Thanks guys, I just wonder if there was anything else I should have done for this bird. Maybe I should have given it some antibiotics as a preventative measure, even though it looked healthy? This whole thing was totally unexpected, because the bird was active and had a good appetite. 

You're right Maggie, this really hurts, but no matter how hard we try, we can't save them all. I'd like to thank everyone for their words of support.

Robert


----------



## Pidgey (May 20, 2005)

Most of us are so used to pigeons and they're incredibly tougher than just about all of the other birds. Some things will take the little birds down extremely fast--so fast that when you start seeing symptoms, it's almost already too late. Pasteurella multocida can do that. Usually, they get that from getting bit, licked or scratched by dogs or cats (it lives on the gingival surfaces) but it's pretty common and even we can carry it.

It can take a bird down in as little as twelve hours.

Pidgey


----------



## Reti (Jul 20, 2003)

I am so sorry. I know you never get used to the loss of a little one.
My thought is always when you find a bird all by itself in the middle of a street, sidewalk, whatever, there is something wrong with it.
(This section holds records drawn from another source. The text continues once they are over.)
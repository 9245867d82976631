use super::backend::{Backend, BackendPool, HealthStatus};
use crate::config::FailoverConfig;
use crate::s3::HealthProbe;
use std::sync::{Arc, Mutex};
use std::time::Duration;
use thiserror::Error;
use tokio::task::JoinHandle;
use tokio::time::Instant;
use tokio_util::sync::CancellationToken;
use tracing::{debug, info, warn};

/// Configuration for health checking
#[derive(Debug, Clone, PartialEq)]
pub struct HealthCheckConfig {
    /// Bound on a single probe
    pub timeout: Duration,
    /// Minimum time between two probes of the same backend
    pub interval: Duration,
    /// Time between monitor sweeps
    pub heartbeat: Duration,
}

impl From<&FailoverConfig> for HealthCheckConfig {
    fn from(config: &FailoverConfig) -> Self {
        Self {
            timeout: config.health_check_timeout,
            interval: config.health_check_interval,
            heartbeat: config.health_check_heartbeat,
        }
    }
}

impl Default for HealthCheckConfig {
    fn default() -> Self {
        Self::from(&FailoverConfig::default())
    }
}

/// Why a probe marked its backend unhealthy
#[derive(Debug, Clone, PartialEq, Eq, Error)]
pub enum ProbeFailure {
    #[error("probe timed out after {0:?}")]
    Timeout(Duration),

    #[error("probe failed: {0}")]
    Failed(String),
}

/// Result of one probe, already applied to the backend
#[derive(Debug, Clone, PartialEq, Eq)]
pub enum ProbeOutcome {
    Healthy { latency: Duration },
    Unhealthy { latency: Duration, failure: ProbeFailure },
}

impl ProbeOutcome {
    pub fn is_healthy(&self) -> bool {
        matches!(self, ProbeOutcome::Healthy { .. })
    }
}

/// Probe one backend, bounded by `timeout`, and record the outcome.
///
/// Probe failure is the expected unhealthy signal and is returned as a value.
/// The health update happens in one step after the probe resolves, so
/// cancelling this future never leaves a half-applied update.
pub async fn probe<C: HealthProbe>(backend: &Backend<C>, timeout: Duration) -> ProbeOutcome {
    let previous = backend.status();
    let start = Instant::now();
    let result = tokio::time::timeout(timeout, backend.client().probe()).await;
    let latency = start.elapsed();

    let outcome = match result {
        Ok(Ok(())) => ProbeOutcome::Healthy { latency },
        Ok(Err(e)) => ProbeOutcome::Unhealthy {
            latency,
            failure: ProbeFailure::Failed(e.to_string()),
        },
        Err(_) => ProbeOutcome::Unhealthy {
            latency,
            failure: ProbeFailure::Timeout(timeout),
        },
    };

    match &outcome {
        ProbeOutcome::Healthy { latency } => {
            backend.record_probe(true, *latency, None);
            if previous != HealthStatus::Healthy {
                info!(
                    endpoint = %backend.endpoint(),
                    latency_ms = latency.as_millis() as u64,
                    "backend healthy"
                );
            } else {
                debug!(
                    endpoint = %backend.endpoint(),
                    latency_ms = latency.as_millis() as u64,
                    "health check ok"
                );
            }
        }
        ProbeOutcome::Unhealthy { latency, failure } => {
            backend.record_probe(false, *latency, Some(failure.to_string()));
            if previous != HealthStatus::Unhealthy {
                warn!(endpoint = %backend.endpoint(), error = %failure, "backend unhealthy");
            } else {
                debug!(endpoint = %backend.endpoint(), error = %failure, "health check still failing");
            }
        }
    }

    outcome
}

/// Probe the given backends concurrently; returns how many were probed
async fn probe_many<C: HealthProbe>(
    pool: &BackendPool<C>,
    indices: Vec<usize>,
    timeout: Duration,
) -> usize {
    let probes: Vec<_> = indices
        .iter()
        .filter_map(|&idx| pool.get(idx))
        .map(|backend| probe(backend, timeout))
        .collect();
    let count = probes.len();
    futures::future::join_all(probes).await;
    count
}

/// Probe every backend whose last check is older than `config.interval`
pub async fn sweep<C: HealthProbe>(pool: &BackendPool<C>, config: &HealthCheckConfig) -> usize {
    let due: Vec<usize> = pool
        .iter()
        .enumerate()
        .filter(|(_, backend)| backend.needs_check(config.interval))
        .map(|(idx, _)| idx)
        .collect();
    probe_many(pool, due, config.timeout).await
}

/// Monitor lifecycle state
#[derive(Debug, Clone, Copy, PartialEq, Eq)]
pub enum MonitorState {
    Stopped,
    Running,
}

struct RunningMonitor {
    shutdown: CancellationToken,
    task: JoinHandle<()>,
}

/// Background health checker sweeping the pool every heartbeat
pub struct HealthMonitor<C> {
    pool: Arc<BackendPool<C>>,
    config: HealthCheckConfig,
    running: Mutex<Option<RunningMonitor>>,
}

impl<C: HealthProbe> HealthMonitor<C> {
    pub fn new(pool: Arc<BackendPool<C>>, config: HealthCheckConfig) -> Self {
        Self {
            pool,
            config,
            running: Mutex::new(None),
        }
    }

    pub fn config(&self) -> &HealthCheckConfig {
        &self.config
    }

    /// Start the background sweep task.
    ///
    /// The first sweep runs immediately. Returns false if the monitor was
    /// already running. Must be called from within a tokio runtime.
    pub fn start(&self) -> bool {
        let mut running = self.lock_running();
        if let Some(current) = running.as_ref() {
            if !current.task.is_finished() {
                return false;
            }
        }

        let shutdown = CancellationToken::new();
        let token = shutdown.clone();
        let pool = Arc::clone(&self.pool);
        let config = self.config.clone();

        info!(
            backends = pool.len(),
            heartbeat_secs = config.heartbeat.as_secs_f64(),
            interval_secs = config.interval.as_secs_f64(),
            timeout_secs = config.timeout.as_secs_f64(),
            "health monitor started"
        );

        let task = tokio::spawn(async move {
            let mut ticker = tokio::time::interval(config.heartbeat);

            loop {
                tokio::select! {
                    _ = token.cancelled() => {
                        info!("health monitor shutting down");
                        break;
                    }
                    probed = async {
                        ticker.tick().await;
                        let start = Instant::now();
                        let probed = sweep(&pool, &config).await;
                        (probed, start.elapsed())
                    } => {
                        let (probed, elapsed) = probed;
                        debug!(
                            probed,
                            elapsed_ms = elapsed.as_millis() as u64,
                            "health sweep completed"
                        );
                    }
                }
            }
        });

        *running = Some(RunningMonitor { shutdown, task });
        true
    }

    /// Stop sweeping and cancel in-flight probes; health state is kept as-is
    pub fn shutdown(&self) {
        if let Some(current) = self.lock_running().take() {
            current.shutdown.cancel();
        }
    }

    /// Like [`shutdown`](Self::shutdown), but waits for the task to exit
    pub async fn shutdown_and_wait(&self) {
        let current = self.lock_running().take();
        if let Some(current) = current {
            current.shutdown.cancel();
            let _ = current.task.await;
        }
    }

    pub fn state(&self) -> MonitorState {
        match self.lock_running().as_ref() {
            Some(current) if !current.task.is_finished() => MonitorState::Running,
            _ => MonitorState::Stopped,
        }
    }

    /// Run one sweep now, probing only backends that are due
    pub async fn sweep(&self) -> usize {
        sweep(&self.pool, &self.config).await
    }

    /// Probe every backend now, ignoring the minimum interval
    pub async fn check_all(&self) -> usize {
        probe_many(&self.pool, (0..self.pool.len()).collect(), self.config.timeout).await
    }

    /// Get health statistics for all backends
    pub fn health_stats(&self) -> Vec<BackendHealthStats> {
        health_stats(&self.pool)
    }

    fn lock_running(&self) -> std::sync::MutexGuard<'_, Option<RunningMonitor>> {
        match self.running.lock() {
            Ok(guard) => guard,
            Err(poisoned) => poisoned.into_inner(),
        }
    }
}

impl<C> Drop for HealthMonitor<C> {
    fn drop(&mut self) {
        let running = match self.running.get_mut() {
            Ok(running) => running.take(),
            Err(poisoned) => poisoned.into_inner().take(),
        };
        if let Some(current) = running {
            current.shutdown.cancel();
        }
    }
}

/// Health statistics for a single backend
#[derive(Debug, Clone)]
pub struct BackendHealthStats {
    pub index: usize,
    pub endpoint: String,
    pub status: HealthStatus,
    pub last_check: Option<Duration>,
    pub consecutive_failures: u32,
    pub last_latency: Option<Duration>,
    pub last_error: Option<String>,
}

/// Get health statistics for all backends in pool order
pub fn health_stats<C>(pool: &BackendPool<C>) -> Vec<BackendHealthStats> {
    pool.iter()
        .enumerate()
        .map(|(index, backend)| BackendHealthStats {
            index,
            endpoint: backend.endpoint().to_string(),
            status: backend.status(),
            last_check: backend.time_since_last_check(),
            consecutive_failures: backend.consecutive_failures(),
            last_latency: backend.last_latency(),
            last_error: backend.last_error(),
        })
        .collect()
}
I've seen this too many times.

Reti


----------



## christina11 (Jan 20, 2006)

Im so sorry that your Magpie has passed it can happen so fast but atleast it died in a warm place. 

My starling just passed 2 days ago it was in the car and died right in my hands and I dont know what happened.

Well you did all you could for that little Magpie and im shur there shall be more baby birds that shall need some help but for this Magpie it was time to go.


----------